#### WHAT TO WORK ON
Copy each record exactly, word for word.

#### AVAILABLE DATA

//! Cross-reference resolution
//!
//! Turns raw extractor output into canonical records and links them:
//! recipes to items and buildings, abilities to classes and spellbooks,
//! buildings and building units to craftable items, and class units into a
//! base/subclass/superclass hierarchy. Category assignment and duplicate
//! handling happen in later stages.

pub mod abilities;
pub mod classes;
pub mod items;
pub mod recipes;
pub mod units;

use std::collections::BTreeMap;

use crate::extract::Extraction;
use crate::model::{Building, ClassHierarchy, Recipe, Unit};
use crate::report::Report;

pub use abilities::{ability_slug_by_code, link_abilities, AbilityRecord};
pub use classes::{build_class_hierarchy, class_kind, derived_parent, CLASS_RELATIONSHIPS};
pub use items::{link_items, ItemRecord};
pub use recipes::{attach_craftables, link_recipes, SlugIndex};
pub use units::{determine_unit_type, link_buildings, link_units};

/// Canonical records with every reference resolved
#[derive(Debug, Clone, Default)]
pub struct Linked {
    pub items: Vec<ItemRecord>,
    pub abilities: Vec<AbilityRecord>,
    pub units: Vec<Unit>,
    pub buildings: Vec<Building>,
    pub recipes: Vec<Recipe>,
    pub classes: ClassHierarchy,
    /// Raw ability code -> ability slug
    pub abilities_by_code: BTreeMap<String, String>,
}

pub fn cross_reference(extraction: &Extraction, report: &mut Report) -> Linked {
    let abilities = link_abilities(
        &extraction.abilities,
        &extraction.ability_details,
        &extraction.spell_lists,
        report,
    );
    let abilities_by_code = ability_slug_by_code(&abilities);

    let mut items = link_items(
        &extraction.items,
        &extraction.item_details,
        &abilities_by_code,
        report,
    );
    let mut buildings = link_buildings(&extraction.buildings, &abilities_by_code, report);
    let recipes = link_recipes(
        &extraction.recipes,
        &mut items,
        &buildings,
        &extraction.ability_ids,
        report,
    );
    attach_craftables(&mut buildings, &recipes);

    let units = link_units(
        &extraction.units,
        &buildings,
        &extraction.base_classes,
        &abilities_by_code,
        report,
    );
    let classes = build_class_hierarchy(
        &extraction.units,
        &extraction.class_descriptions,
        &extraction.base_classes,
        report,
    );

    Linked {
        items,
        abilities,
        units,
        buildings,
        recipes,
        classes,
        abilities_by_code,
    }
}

#### RESPONSE BELOW
//! Cross-reference resolution
//!
//! Turns raw extractor output into canonical records and links them:
//! recipes to items and buildings, abilities to classes and spellbooks,
//! buildings and building units to craftable items, and class units into a
//! base/subclass/superclass hierarchy. Category assignment and duplicate
//! handling happen in later stages.

pub mod abilities;
pub mod classes;
pub mod items;
pub mod recipes;
pub mod units;

use std::collections::BTreeMap;

use crate::extract::Extraction;
use crate::model::{Building, ClassHierarchy, Recipe, Unit};
use crate::report::Report;

pub use abilities::{ability_slug_by_code, link_abilities, AbilityRecord};
pub use classes::{build_class_hierarchy, class_kind, derived_parent, CLASS_RELATIONSHIPS};
pub use items::{link_items, ItemRecord};
pub use recipes::{attach_craftables, link_recipes, SlugIndex};
pub use units::{determine_unit_type, link_buildings, link_units};

/// Canonical records with every reference resolved
#[derive(Debug, Clone, Default)]
pub struct Linked {
    pub items: Vec<ItemRecord>,
    pub abilities: Vec<AbilityRecord>,
    pub units: Vec<Unit>,
    pub buildings: Vec<Building>,
    pub recipes: Vec<Recipe>,
    pub classes: ClassHierarchy,
    /// Raw ability code -> ability slug
    pub abilities_by_code: BTreeMap<String, String>,
}

pub fn cross_reference(extraction: &Extraction, report: &mut Report) -> Linked {
    let abilities = link_abilities(
        &extraction.abilities,
        &extraction.ability_details,
        &extraction.spell_lists,
        report,
    );
    let abilities_by_code = ability_slug_by_code(&abilities);

    let mut items = link_items(
        &extraction.items,
        &extraction.item_details,
        &abilities_by_code,
        report,
    );
    let mut buildings = link_buildings(&extraction.buildings, &abilities_by_code, report);
    let recipes = link_recipes(
        &extraction.recipes,
        &mut items,
        &buildings,
        &extraction.ability_ids,
        report,
    );
    attach_craftables(&mut buildings, &recipes);

    let units = link_units(
        &extraction.units,
        &buildings,
        &extraction.base_classes,
        &abilities_by_code,
        report,
    );
    let classes = build_class_hierarchy(
        &extraction.units,
        &extraction.class_descriptions,
        &extraction.base_classes,
        report,
    );

    Linked {
        items,
        abilities,
        units,
        buildings,
        recipes,
        classes,
        abilities_by_code,
    }
}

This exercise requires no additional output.